The good news is, with a population of around 270 million of which 141 million are middle class, Indonesia is a world economic power to be reckoned with. This increase in income levels creates new demand for goods and services including leisure consumption. This potential is a new source of growth for the domestic economy which, if not provided by the domestic industry, will only be utilized by other countries.
A tale of three countries
How Indonesia arrived at this position is interesting to examine by comparing it with countries that had the same initial GNI conditions at the end of the 1960s, namely Nigeria and South Korea (South Korea). Nigeria, a former British colony, was under Japanese rule from 1905-1945 before being split into two, northern and southern, and experiencing civil war. Indonesia was once colonized by the Dutch. Nigeria and Indonesia are endowed with natural resources (SDA) that are not renewable, petroleum and others, with Nigeria’s stock bigger than Indonesia’s. Indonesia has the advantage of fertile land resources, an archipelago whose seas are rich in biological resources and beautiful tourism objects. South Korea is poor in natural resources because the mining part is in North Korea. However, South Korea has fertile soil and ancient traditions that have the potential for tourism.

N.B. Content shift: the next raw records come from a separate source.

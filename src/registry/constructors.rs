//! Constructors behind every registry entry.
//!
//! Each function here turns one configuration sub-section into the runtime
//! object it describes. None of them perform I/O: files are opened on first
//! write and HTTP connections on first export.

use crate::domain::kinds::{OtlpProtocol, PropagatorKind};
use crate::domain::{ExporterConfig, ProcessorArgs, SpanLimitsConfig};
use crate::export::{
    otlp, ConfiguredExporter, ConsoleSinkFactory, FileWriter, JsonLinesSpanExporter,
};
use opentelemetry::propagation::{TextMapCompositePropagator, TextMapPropagator};
use opentelemetry_sdk::propagation::{BaggagePropagator, TraceContextPropagator};
use opentelemetry_sdk::runtime::TokioCurrentThread;
use opentelemetry_sdk::trace::{BatchConfigBuilder, BatchSpanProcessor, Builder, SpanLimits};
use opentelemetry_sdk::Resource;
use std::sync::Arc;
use std::time::Duration;

/// Runtime driving batch processors.
///
/// Each batch processor gets its own worker thread with a current-thread
/// Tokio runtime, so assembly works whether or not the caller is inside an
/// async runtime.
pub type BatchRuntime = TokioCurrentThread;

/// Everything an exporter constructor may read.
pub struct ExporterContext<'a> {
    /// Key of the exporter in the `exporters` mapping.
    pub name: &'a str,
    pub config: &'a ExporterConfig,
    pub resource: &'a Resource,
    pub console: &'a ConsoleSinkFactory,
}

/// Builds an exporter, or explains why the configuration cannot produce one.
pub type ExporterConstructor = fn(&ExporterContext<'_>) -> Result<ConfiguredExporter, String>;

/// Wraps a constructed exporter in a span processor.
pub type ProcessorConstructor = fn(ConfiguredExporter, &ProcessorArgs) -> ConfiguredProcessor;

/// A constructed span processor, ready to be attached to a provider builder.
#[derive(Debug)]
pub enum ConfiguredProcessor {
    Simple(ConfiguredExporter),
    Batch(BatchSpanProcessor<BatchRuntime>),
}

impl ConfiguredProcessor {
    /// Appends this processor to the provider being built.
    ///
    /// Processors run in the order they are attached.
    pub fn attach(self, builder: Builder) -> Builder {
        match self {
            Self::Simple(exporter) => builder.with_simple_exporter(exporter),
            Self::Batch(processor) => builder.with_span_processor(processor),
        }
    }
}

pub fn simple(exporter: ConfiguredExporter, _args: &ProcessorArgs) -> ConfiguredProcessor {
    ConfiguredProcessor::Simple(exporter)
}

pub fn batch(exporter: ConfiguredExporter, args: &ProcessorArgs) -> ConfiguredProcessor {
    let mut config = BatchConfigBuilder::default();
    if let Some(delay) = args.schedule_delay {
        config = config.with_scheduled_delay(Duration::from_millis(delay));
    }
    if let Some(timeout) = args.export_timeout {
        config = config.with_max_export_timeout(Duration::from_millis(timeout));
    }
    if let Some(size) = args.max_queue_size {
        config = config.with_max_queue_size(size);
    }
    if let Some(size) = args.max_export_batch_size {
        config = config.with_max_export_batch_size(size);
    }

    let processor = BatchSpanProcessor::builder(exporter, TokioCurrentThread)
        .with_batch_config(config.build())
        .build();
    ConfiguredProcessor::Batch(processor)
}

pub fn console(ctx: &ExporterContext<'_>) -> Result<ConfiguredExporter, String> {
    let sink = (ctx.console)(ctx.name);
    Ok(ConfiguredExporter::JsonLines(JsonLinesSpanExporter::new(
        sink,
        ctx.resource.clone(),
    )))
}

pub fn file(ctx: &ExporterContext<'_>) -> Result<ConfiguredExporter, String> {
    let path = ctx
        .config
        .path
        .clone()
        .ok_or_else(|| "the file exporter requires a `path`".to_string())?;
    Ok(ConfiguredExporter::JsonLines(JsonLinesSpanExporter::new(
        Arc::new(FileWriter::new(path)),
        ctx.resource.clone(),
    )))
}

pub fn otlp_http_protobuf(ctx: &ExporterContext<'_>) -> Result<ConfiguredExporter, String> {
    otlp::build_otlp_exporter(ctx.config, OtlpProtocol::HttpProtobuf).map(ConfiguredExporter::Otlp)
}

pub fn otlp_http_json(ctx: &ExporterContext<'_>) -> Result<ConfiguredExporter, String> {
    otlp::build_otlp_exporter(ctx.config, OtlpProtocol::HttpJson).map(ConfiguredExporter::Otlp)
}

/// Maps `span_limits` onto the SDK limits, keeping SDK defaults for unset fields.
pub fn span_limits(config: &SpanLimitsConfig) -> SpanLimits {
    let defaults = SpanLimits::default();
    if config.attribute_value_length_limit.is_some() {
        tracing::debug!("attribute_value_length_limit is not enforced by the SDK, ignoring");
    }
    SpanLimits {
        max_attributes_per_span: config
            .attribute_count_limit
            .unwrap_or(defaults.max_attributes_per_span),
        max_events_per_span: config
            .event_count_limit
            .unwrap_or(defaults.max_events_per_span),
        max_links_per_span: config
            .link_count_limit
            .unwrap_or(defaults.max_links_per_span),
        max_attributes_per_event: config
            .event_attribute_count_limit
            .unwrap_or(defaults.max_attributes_per_event),
        max_attributes_per_link: config
            .link_attribute_count_limit
            .unwrap_or(defaults.max_attributes_per_link),
    }
}

/// Combines the configured propagators, in order, into one.
pub fn propagator(kinds: &[PropagatorKind]) -> TextMapCompositePropagator {
    let propagators: Vec<Box<dyn TextMapPropagator + Send + Sync>> = kinds
        .iter()
        .map(|kind| -> Box<dyn TextMapPropagator + Send + Sync> {
            match kind {
                PropagatorKind::TraceContext => Box::new(TraceContextPropagator::new()),
                PropagatorKind::Baggage => Box::new(BaggagePropagator::new()),
            }
        })
        .collect();
    TextMapCompositePropagator::new(propagators)
}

In the late 1970s, Indonesia started with a gross domestic income (GDP) per capita of around US $ 80, below Nigeria and South Korea, which had reached US $ 224 and US $ 279. Over time, these countries have experienced different growth trajectories. In 1986, Indonesia’s GDP per capita was around US $ 420. Nigeria and South Korea 629 US dollars and 2,835 US dollars. 2004 was a turning point because Indonesia had already caught up with Nigeria with a GDP per capita of 1,150 US dollars vs 1,008 US dollars. South Korea has stepped on the gas, without the possibility of being surpassed, with a GDP per capita of 16,496 US dollars.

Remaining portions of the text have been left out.